Les chercheurs sont allés plus loin pour voir comment ces différentes cellules fonctionnaient. Ils ont mesuré la production d'espèces réactives de l'oxygène, qui sont des signaux chimiques pouvant endommager d'autres cellules, et de monoxyde d'azote, une molécule capable de réduire au silence les réponses immunitaires. Les cellules des souris porteuses de tumeurs présentaient des niveaux plus élevés de signaux chimiques associés au stress oxydatif, tandis que les cellules des souris traitées par le médicament présentaient des niveaux plus élevés de monoxyde d'azote. Cela suggère que les deux groupes de cellules utilisent des armes chimiques différentes pour supprimer le système immunitaire. Pour comprendre les instructions plus profondes pilotant ces différences, l'équipe a analysé l'activité génétique des cellules. Ils ont découvert que les gènes activés dans les cellules induites par la tumeur étaient différents de ceux des cellules induites par le médicament. Le groupe tumoral présentait une activité dans les voies liées à la façon dont le corps gère le cholestérol et répond aux signaux inflammatoires, tandis que le groupe médicamenteux présentait une activité dans les voies liées à la réparation des dommages de l'ADN et à la gestion de la division cellulaire.

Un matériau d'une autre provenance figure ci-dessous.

/// Screens outside the controller that it can hand off to.
#[derive(Debug, Clone, PartialEq, Eq, Hash)]
#[cfg_attr(feature = "serde", derive(Serialize, Deserialize))]
#[cfg_attr(feature = "serde", serde(tag = "screen", content = "id", rename_all = "snake_case"))]
pub enum NavTarget {
    /// Full navigation reset (second header activation).
    Home,
    Item(ItemId),
    Profile(UserId),
    Quest(String),
    Chat(UserId),
}

/// Complete input alphabet of the coordinator.
#[derive(Debug, Clone, PartialEq)]
#[cfg_attr(feature = "serde", derive(Serialize, Deserialize))]
#[cfg_attr(feature = "serde", serde(rename_all = "snake_case"))]
pub enum NavMsg {
    Gesture(GestureEvent),
    /// The header/logo was tapped.
    HeaderActivated,
    SelectTab(ActiveTab),
    Open(NavTarget),
    FeedLoaded {
        ticket: LoadTicket,
        tab: ActiveTab,
        result: Result<Vec<FeedItem>, LoadError>,
    },
    RecallLoaded {
        ticket: LoadTicket,
        result: Result<Vec<GridItem>, LoadError>,
    },
    /// Reissue the failed load for whatever is on screen.
    Retry,
    /// Frame callback.
    Tick,
}

impl NavMsg {
    /// Short static name, used as a tracing field.
    #[must_use]
    pub const fn kind(&self) -> &'static str {
        match self {
            Self::Gesture(event) => event.kind(),
            Self::HeaderActivated => "header_activated",
            Self::SelectTab(_) => "select_tab",
            Self::Open(_) => "open",
            Self::FeedLoaded { .. } => "feed_loaded",
            Self::RecallLoaded { .. } => "recall_loaded",
            Self::Retry => "retry",
            Self::Tick => "tick",
        }
    }
}

impl From<GestureEvent> for NavMsg {
    fn from(event: GestureEvent) -> Self {
        Self::Gesture(event)
    }
}

/// A mode change between its trigger and its visual settle.
#[derive(Debug, Clone, Copy, PartialEq, Eq)]
pub struct ModeTransition {
    pub from: NavigationMode,
    pub to: NavigationMode,
    pub started_at: Instant,
}

impl ModeTransition {
    #[must_use]
    pub fn is_settled(&self, now: Instant, settle: Duration) -> bool {
        now.saturating_duration_since(self.started_at) >= settle
    }
}

/// Everything the presentation layer needs for one frame.
#[derive(Debug, Clone, Copy, PartialEq, Default)]
#[cfg_attr(feature = "serde", derive(Serialize, Deserialize))]
pub struct NavFrame {
    pub mode: NavigationMode,
    pub active_tab: ActiveTab,
    /// Header translation of the mounted surface, in `[-header_height, 0]`.
    pub header_translate_y: f64,
    pub pull_progress: f64,
    pub pull_direction: Option<PullDirection>,
    pub indicator_visible: bool,
    /// Releasing now would switch mode.
    pub pull_armed: bool,
    pub transitioning: bool,
    /// Last known feed offset; preserved while the grid is mounted.
    pub feed_offset: f64,
    /// Content state of the active tab.
    pub feed_status: LoadStatus,
    pub recall_status: LoadStatus,
}

pub struct ViewModeCoordinator {
    config: NavConfig,
    viewer: ViewerId,
    mode: NavigationMode,
    tab: ActiveTab,
    feed: Surface,
    grid: Option<Surface>,
    transition: Option<ModeTransition>,
    header_tap: DoubleActivation,
    feed_content: [LoadState<FeedItem>; 2],
    recall: LoadState<GridItem>,
    tickets: TicketCounter,
    last_tick: Option<Instant>,
}

impl ViewModeCoordinator {
    #[must_use]
    pub fn new(config: NavConfig, viewer: ViewerId) -> Self {
        Self {
            feed: Surface::new(SurfaceKind::Feed, &config),
            header_tap: DoubleActivation::new(config.double_activation_window),
            config,
            viewer,
            mode: NavigationMode::Feed,
            tab: ActiveTab::default(),
            grid: None,
            transition: None,
            feed_content: Default::default(),
            recall: LoadState::default(),
            tickets: TicketCounter::default(),
            last_tick: None,
        }
    }

    /// Startup effects: load the initial tab.
    pub fn init(&mut self) -> Cmd {
        self.ensure_feed(self.tab)
    }

    pub fn update(&mut self, msg: NavMsg, now: Instant) -> Cmd {
        let _span = tracing::info_span!(
            "feednav.update",
            msg = msg.kind(),
            mode = self.mode.as_str()
        )
        .entered();

        match msg {
            NavMsg::Gesture(event) => self.on_gesture(&event, now),
            NavMsg::HeaderActivated => self.on_header_activated(now),
            NavMsg::SelectTab(tab) => self.select_tab(tab, "select"),
            NavMsg::Open(target) => {
                debug!(message = "feednav.open", ?target);
                Cmd::Navigate(target)
            }
            NavMsg::FeedLoaded {
                ticket,
                tab,
                result,
            } => {
                let slot = &mut self.feed_content[tab.index()];
                let completion = slot.complete(ticket, result);
                log_completion("feed", ticket, completion, slot.error());
                Cmd::None
            }
            NavMsg::RecallLoaded { ticket, result } => {
                let completion = self.recall.complete(ticket, result);
                log_completion("recall", ticket, completion, self.recall.error());
                Cmd::None
            }
            NavMsg::Retry => self.retry(),
            NavMsg::Tick => self.on_tick(now),
        }
    }

    #[must_use]
    pub fn frame(&self) -> NavFrame {
        let surface = self.active_surface();
        let hint = surface.pull_hint();
        NavFrame {
            mode: self.mode,
            active_tab: self.tab,
            header_translate_y: surface.header().translate_y(),
            pull_progress: hint.progress,
            pull_direction: hint.direction,
            indicator_visible: hint.indicator_visible,
            pull_armed: hint.armed,
            transitioning: self.transition.is_some(),
            feed_offset: self.feed.scroll().offset,
            feed_status: self.feed_content[self.tab.index()].status(),
            recall_status: self.recall.status(),
        }
    }

    // --- accessors -------------------------------------------------------

    #[inline]
    #[must_use]
    pub fn mode(&self) -> NavigationMode {
        self.mode
    }

    #[inline]
    #[must_use]
    pub fn active_tab(&self) -> ActiveTab {
        self.tab
    }

    #[inline]
    #[must_use]
    pub fn config(&self) -> &NavConfig {
        &self.config
    }

    #[inline]
    #[must_use]
    pub fn viewer(&self) -> &ViewerId {
        &self.viewer
    }

    #[must_use]
    pub fn feed_surface(&self) -> &Surface {
        &self.feed
    }

    #[must_use]
    pub fn grid_surface(&self) -> Option<&Surface> {
        self.grid.as_ref()
    }

    #[must_use]
    pub fn transition(&self) -> Option<&ModeTransition> {
        self.transition.as_ref()
    }

    #[must_use]
    pub fn feed_state(&self, tab: ActiveTab) -> &LoadState<FeedItem> {
        &self.feed_content[tab.index()]
    }

    #[must_use]
    pub fn recall_state(&self) -> &LoadState<GridItem> {
        &self.recall
    }

    #[must_use]
    pub fn active_surface(&self) -> &Surface {
        match (self.mode, self.grid.as_ref()) {
            (NavigationMode::Grid, Some(grid)) => grid,
            _ => &self.feed,
        }
    }

    fn active_surface_mut(&mut self) -> &mut Surface {
        match (self.mode, self.grid.as_mut()) {
            (NavigationMode::Grid, Some(grid)) => grid,
            _ => &mut self.feed,
        }
    }

    // --- handlers --------------------------------------------------------

    fn on_gesture(&mut self, event: &GestureEvent, now: Instant) -> Cmd {
        let outcome = self.active_surface_mut().handle(event, now);
        match outcome {
            GestureOutcome::None => Cmd::None,
            GestureOutcome::ModeSwitch { direction, trigger } => {
                self.switch_mode(direction, trigger, now)
            }
            GestureOutcome::TabSwipe(direction) => {
                if self.mode == NavigationMode::Grid {
                    debug!(message = "feednav.tab_switch_blocked", source = "swipe", ?direction);
                    return Cmd::None;
                }
                self.select_tab(direction.apply(self.tab), "swipe")
            }
            GestureOutcome::PullCancelled { distance } => {
                debug!(message = "feednav.pull_cancelled", distance);
                Cmd::None
            }
            GestureOutcome::GestureCancelled(reason) => {
                debug!(message = "feednav.gesture_cancelled", ?reason);
                Cmd::None
            }
            GestureOutcome::Ignored(reason) => {
                debug!(message = "feednav.input_ignored", event = event.kind(), ?reason);
                Cmd::None
            }
        }
    }

    fn switch_mode(
        &mut self,
        direction: PullDirection,
        trigger: SwitchTrigger,
        now: Instant,
    ) -> Cmd {
        if let Some(transition) = self.transition
            && !transition.is_settled(now, self.config.transition_settle)
        {
            debug!(
                message = "feednav.mode_switch_dropped",
                in_flight_to = transition.to.as_str(),
                ?trigger
            );
            return Cmd::None;
        }

        let from = self.mode;
        let to = from.toggled();
        info!(
            message = "feednav.mode_switch",
            from = from.as_str(),
            to = to.as_str(),
            ?direction,
            ?trigger
        );
        self.mode = to;
        self.transition = Some(ModeTransition {
            from,
            to,
            started_at: now,
        });
        let haptic = Cmd::Haptic(self.config.haptic_duration);

        match to {
            NavigationMode::Grid => {
                self.feed.freeze();
                // Until the host measures the grid, only its top edge is known.
                let unmeasured = ScrollPosition::unmeasured(self.feed.scroll().viewport_height);
                self.grid =
                    Some(Surface::new(SurfaceKind::Grid, &self.config).with_scroll(unmeasured));
                let load = self.ensure_recall();
                Cmd::batch(vec![haptic, load])
            }
            NavigationMode::Feed => {
                self.grid = None;
                self.feed.reset_header();
                let restore = Cmd::ScrollTo {
                    surface: SurfaceKind::Feed,
                    offset: self.feed.scroll().offset,
                    smooth: false,
                };
                Cmd::batch(vec![haptic, restore])
            }
        }
    }

    fn select_tab(&mut self, tab: ActiveTab, source: &'static str) -> Cmd {
        if self.mode == NavigationMode::Grid {
            debug!(message = "feednav.tab_switch_blocked", source, to = tab.as_str());
            return Cmd::None;
        }
        if tab == self.tab {
            return Cmd::None;
        }
        info!(
            message = "feednav.tab_switch",
            source,
            from = self.tab.as_str(),
            to = tab.as_str()
        );
        self.tab = tab;
        self.ensure_feed(tab)
    }

    fn on_header_activated(&mut self, now: Instant) -> Cmd {
        match self.header_tap.activate(now) {
            Activation::First => Cmd::ScrollTo {
                surface: self.active_surface().kind(),
                offset: 0.0,
                smooth: true,
            },
            Activation::Second => {
                info!(message = "feednav.external_navigate", target = "home");
                Cmd::Navigate(NavTarget::Home)
            }
        }
    }

    fn on_tick(&mut self, now: Instant) -> Cmd {
        let dt = self
            .last_tick
            .map_or(Duration::ZERO, |prev| now.saturating_duration_since(prev));
        self.last_tick = Some(now);
        self.active_surface_mut().tick(dt);

        if let Some(transition) = self.transition
            && transition.is_settled(now, self.config.transition_settle)
        {
            debug!(message = "feednav.transition_settled", to = transition.to.as_str());
            self.transition = None;
        }
        Cmd::None
    }

    fn retry(&mut self) -> Cmd {
        match self.mode {
            NavigationMode::Grid => match reissue(&mut self.recall, &mut self.tickets) {
                Some(ticket) => Cmd::LoadRecall { ticket },
                None => Cmd::None,
            },
            NavigationMode::Feed => {
                let tab = self.tab;
                match reissue(&mut self.feed_content[tab.index()], &mut self.tickets) {
                    Some(ticket) => Cmd::LoadFeed { ticket, tab },
                    None => Cmd::None,
                }
            }
        }
    }

    fn ensure_feed(&mut self, tab: ActiveTab) -> Cmd {
        let slot = &mut self.feed_content[tab.index()];
        if slot.is_settled_or_pending() {
            debug!(message = "feednav.load_skipped", content = "feed", tab = tab.as_str());
            return Cmd::None;
        }
        let ticket = self.tickets.next();
        slot.start(ticket);
        Cmd::LoadFeed { ticket, tab }
    }

    fn ensure_recall(&mut self) -> Cmd {
        if self.recall.is_settled_or_pending() {
            debug!(message = "feednav.load_skipped", content = "recall");
            return Cmd::None;
        }
        let ticket = self.tickets.next();
        self.recall.start(ticket);
        Cmd::LoadRecall { ticket }
    }
}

Lorsque les chercheurs ont combiné la tumeur et le médicament, le résultat fut un mélange unique qui ne ressemblait pas simplement à la somme des deux parties. Ce groupe produisait un ensemble distinct de gènes, incluant ceux impliqués dans la communication cellulaire et la coagulation sanguine, et montrait une préférence spécifique pour l'expansion des cellules de type monocyte. L'étude confirme que ces cellules suppressives ne sont pas un groupe unique et uniforme qui se comporte de la même manière quel que soit leur mode de création. Au contraire, ce sont des populations hautement adaptables qui adoptent des caractéristiques distinctes en fonction de l'environnement qui les crée. Cette découverte est importante car elle suggère que les scientifiques et les médecins ne peuvent pas traiter toutes les cellules suppressives comme étant identiques. Si un traitement est conçu pour arrêter ces cellules, il devra être spécifiquement adapté selon qu'elles ont été générées par une tumeur ou par un médicament, car leur machinerie interne et leurs méthodes de suppression sont clairement distinctes.